C’est donc « vraiment très important que nous ayons des endroits où nous pouvons nous réunir, où tout le personnel est gai ou queer ».  

« Nous avons besoin d’espaces sûrs parce que la plupart des lieux gais sont désormais remplis d’hétérosexuels, ce qui n’est pas un problème, mais pour beaucoup d’homosexuels, ce n’est plus sûr », renchérit M. Bodifee.

Lui-même a été la semaine dernière victime d’une tentative d’intimidation lorsqu’un groupe d’adolescents l’a agressé verbalement en criant « homo », explique-t-il.  

La capitale néerlandaise a adopté une attitude plus dure à l’égard du sexe, selon le propriétaire du Free Willie.  

« Sexe, drogue et rock and roll : ils ne veulent plus de cette image dans la ville.
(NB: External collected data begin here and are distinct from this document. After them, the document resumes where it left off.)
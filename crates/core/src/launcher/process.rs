//! Process-backed launcher implementation.

use async_trait::async_trait;
use std::collections::VecDeque;
use std::process::Stdio;
use std::time::{Duration, Instant};
use tokio::io::{AsyncRead, AsyncReadExt};
use tokio::process::{Child, Command};
use tokio::task::JoinHandle;
use tokio::time::timeout;
use tracing::{debug, trace, warn};

use crate::job::Job;

use super::config::LauncherConfig;
use super::error::JobError;
use super::priority::demote_to_idle;
use super::traits::Launcher;
use super::types::{JobExit, JobHandle};

const READ_CHUNK: usize = 8 * 1024;

/// Runs each job as an OS process.
pub struct ProcessLauncher {
    config: LauncherConfig,
}

impl ProcessLauncher {
    /// Creates a new launcher with the given configuration.
    pub fn new(config: LauncherConfig) -> Self {
        Self { config }
    }

    /// Creates a launcher with default configuration.
    pub fn with_defaults() -> Self {
        Self::new(LauncherConfig::default())
    }

    fn demote(&self, job: &Job, pid: Option<u32>) {
        if !self.config.demote_priority {
            return;
        }
        let Some(pid) = pid else {
            warn!(job = %job.id(), "Process exited before priority demotion");
            return;
        };
        match demote_to_idle(pid) {
            Ok(()) => trace!(job = %job.id(), pid, "Demoted to idle priority"),
            Err(e) => warn!(job = %job.id(), pid, error = %e, "Failed to demote priority"),
        }
    }
}

#[async_trait]
impl Launcher for ProcessLauncher {
    fn name(&self) -> &str {
        "process"
    }

    async fn launch(&self, job: &Job) -> Result<JobHandle, JobError> {
        trace!(job = %job.id(), program = %job.program.display(), args = ?job.args, "spawn");

        let child = Command::new(&job.program)
            .args(&job.args)
            .stdin(Stdio::null())
            .stdout(Stdio::piped())
            .stderr(Stdio::piped())
            .spawn()
            .map_err(|e| JobError::launch(&job.program, e))?;

        let pid = child.id();
        self.demote(job, pid);

        debug!(job = %job.id(), ?pid, "Job started");

        let limit = self.config.timeout;
        let capture_bytes = self.config.capture_bytes;
        let task = tokio::spawn(supervise(child, limit, capture_bytes));

        Ok(JobHandle::new(job.id(), pid, task))
    }
}

/// Waits for `child`, draining its output, and kills it if `limit` elapses.
async fn supervise(
    mut child: Child,
    limit: Option<Duration>,
    capture_bytes: usize,
) -> Result<JobExit, JobError> {
    let start = Instant::now();

    let stdout = child
        .stdout
        .take()
        .map(|s| tokio::spawn(drain(s, capture_bytes)));
    let stderr = child
        .stderr
        .take()
        .map(|s| tokio::spawn(drain(s, capture_bytes)));

    let status = match limit {
        Some(limit) => match timeout(limit, child.wait()).await {
            Ok(status) => status,
            Err(_) => {
                let _ = child.kill().await;
                return Err(JobError::TimedOut {
                    timeout_ms: u64::try_from(limit.as_millis()).unwrap_or(u64::MAX),
                });
            }
        },
        None => child.wait().await,
    }
    .map_err(|e| JobError::Wait(e.to_string()))?;

    Ok(JobExit {
        code: status.code(),
        stdout: collect(stdout).await,
        stderr: collect(stderr).await,
        elapsed: start.elapsed(),
    })
}

/// Reads `stream` to the end, keeping only its last `cap` bytes.
async fn drain<R: AsyncRead + Unpin>(mut stream: R, cap: usize) -> Vec<u8> {
    let mut kept = VecDeque::with_capacity(cap.min(READ_CHUNK));
    let mut chunk = [0u8; READ_CHUNK];
    loop {
        match stream.read(&mut chunk).await {
            Ok(0) | Err(_) => break,
            Ok(n) => {
                kept.extend(&chunk[..n]);
                let excess = kept.len().saturating_sub(cap);
                kept.drain(..excess);
            }
        }
    }
    kept.into()
}

async fn collect(reader: Option<JoinHandle<Vec<u8>>>) -> String {
    let Some(reader) = reader else {
        return String::new();
    };
    let bytes = reader.await.unwrap_or_default();
    String::from_utf8_lossy(&bytes).into_owned()
}

#[cfg(test)]
mod tests {
    use super::*;
    use crate::job::Stage;
    use crate::sizes::SizeClass;
    use std::path::PathBuf;

    fn sh_job(script: &str) -> Job {
        Job {
            stage: Stage::Generate,
            size_class: SizeClass::new(3072),
            program: PathBuf::from("sh"),
            args: vec!["-c".to_string(), script.to_string()],
            input: None,
            output: PathBuf::from("/dev/null"),
        }
    }

    #[tokio::test]
    async fn test_drain_keeps_trailing_bytes() {
        assert_eq!(drain(&b"abcdef"[..], 3).await, b"def");
        assert_eq!(drain(&b"abc"[..], 10).await, b"abc");
        assert!(drain(&b""[..], 10).await.is_empty());
        assert!(drain(&b"abc"[..], 0).await.is_empty());
    }

    #[tokio::test]
    async fn test_drain_bounds_long_output() {
        let mut input = vec![b'x'; 100_000];
        input.extend_from_slice(b"0123456789");

        let kept = drain(&input[..], 10).await;
        assert_eq!(kept, b"0123456789");
    }

    #[cfg(unix)]
    #[tokio::test]
    async fn test_launch_caps_captured_output() {
        let launcher = ProcessLauncher::new(LauncherConfig {
            capture_bytes: 16,
            ..LauncherConfig::default()
        });
        let handle = launcher
            .launch(&sh_job("head -c 200000 /dev/zero | tr '\\0' a; printf tail-of-output"))
            .await
            .unwrap();

        let exit = handle.wait().await.unwrap();
        assert!(exit.is_success());
        assert_eq!(exit.stdout, "aatail-of-output");
    }

    #[cfg(unix)]
    #[tokio::test]
    async fn test_launch_success_captures_output() {
        let launcher = ProcessLauncher::with_defaults();
        let handle = launcher
            .launch(&sh_job("echo out; echo err >&2"))
            .await
            .unwrap();
        assert!(handle.pid().is_some());

        let exit = handle.wait().await.unwrap();
        assert!(exit.is_success());
        assert_eq!(exit.stdout.trim(), "out");
        assert_eq!(exit.stderr.trim(), "err");
    }

    #[cfg(unix)]
    #[tokio::test]
    async fn test_launch_non_zero_exit() {
        let launcher = ProcessLauncher::with_defaults();
        let handle = launcher
            .launch(&sh_job("echo broken >&2; exit 3"))
            .await
            .unwrap();

        let exit = handle.wait().await.unwrap();
        assert_eq!(exit.code, Some(3));
        assert_eq!(exit.check(), Err(JobError::NonZeroExit { code: 3 }));
        assert!(exit.stderr.contains("broken"));
    }

    #[cfg(unix)]
    #[tokio::test]
    async fn test_launch_timeout_kills_process() {
        let launcher = ProcessLauncher::new(
            LauncherConfig::default().with_timeout(Duration::from_millis(100)),
        );
        let handle = launcher.launch(&sh_job("sleep 30")).await.unwrap();

        let err = handle.wait().await.unwrap_err();
        assert_eq!(err, JobError::TimedOut { timeout_ms: 100 });
    }

    #[tokio::test]
    async fn test_launch_missing_program() {
        let launcher = ProcessLauncher::with_defaults();
        let mut job = sh_job("true");
        job.program = PathBuf::from("/nonexistent/modforge-tool");

        let err = launcher.launch(&job).await.unwrap_err();
        assert!(matches!(err, JobError::Launch { .. }));
    }

    #[cfg(unix)]
    #[tokio::test]
    async fn test_launch_returns_before_exit() {
        let launcher = ProcessLauncher::with_defaults();
        let start = Instant::now();
        let handle = launcher.launch(&sh_job("sleep 1")).await.unwrap();
        assert!(start.elapsed() < Duration::from_millis(900));

        let exit = handle.wait().await.unwrap();
        assert!(exit.is_success());
    }
}
//! Launcher module for starting external jobs.
//!
//! This module provides the `Launcher` trait and a `ProcessLauncher`
//! implementation that runs each job as an OS process:
//!
//! - Asynchronous start: `launch` returns a [`JobHandle`] as soon as the
//!   process exists
//! - Idle demotion of CPU and I/O priority right after spawn (best-effort)
//! - Captured stdout/stderr, retained for failure diagnostics
//! - Optional per-job wall clock limit
//!
//! # Example
//!
//! ```ignore
//! use modforge_core::launcher::{Launcher, LauncherConfig, ProcessLauncher};
//!
//! let launcher = ProcessLauncher::new(LauncherConfig::default());
//! let handle = launcher.launch(&job).await?;
//! let exit = handle.wait().await?;
//! if !exit.is_success() {
//!     eprintln!("{}", exit.stderr);
//! }
//! ```

mod config;
mod error;
mod priority;
mod process;
mod traits;
mod types;

pub use config::LauncherConfig;
pub use error::JobError;
pub use priority::demote_to_idle;
pub use process::ProcessLauncher;
pub use traits::Launcher;
pub use types::{JobExit, JobHandle};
Pour moi, c’est dommage, car c’est pour ça que je suis venu ici », déclare-t-il.

La maire d’Amsterdam, Femke Halsema, souhaite déplacer le célèbre Quartier rouge du centre de la ville vers un « centre érotique » en banlieue.

« Il est très, très difficile d’ouvrir quoi que ce soit à Amsterdam en rapport avec le sexe », poursuit M. Keldoulis. « Je pense que c’est vraiment dommage parce que beaucoup de lieux queer ont une sorte d’élément sexuel en eux ».

Du coup, il se bat pour la tolérance et le plaisir, « un bar naturiste à la fois ».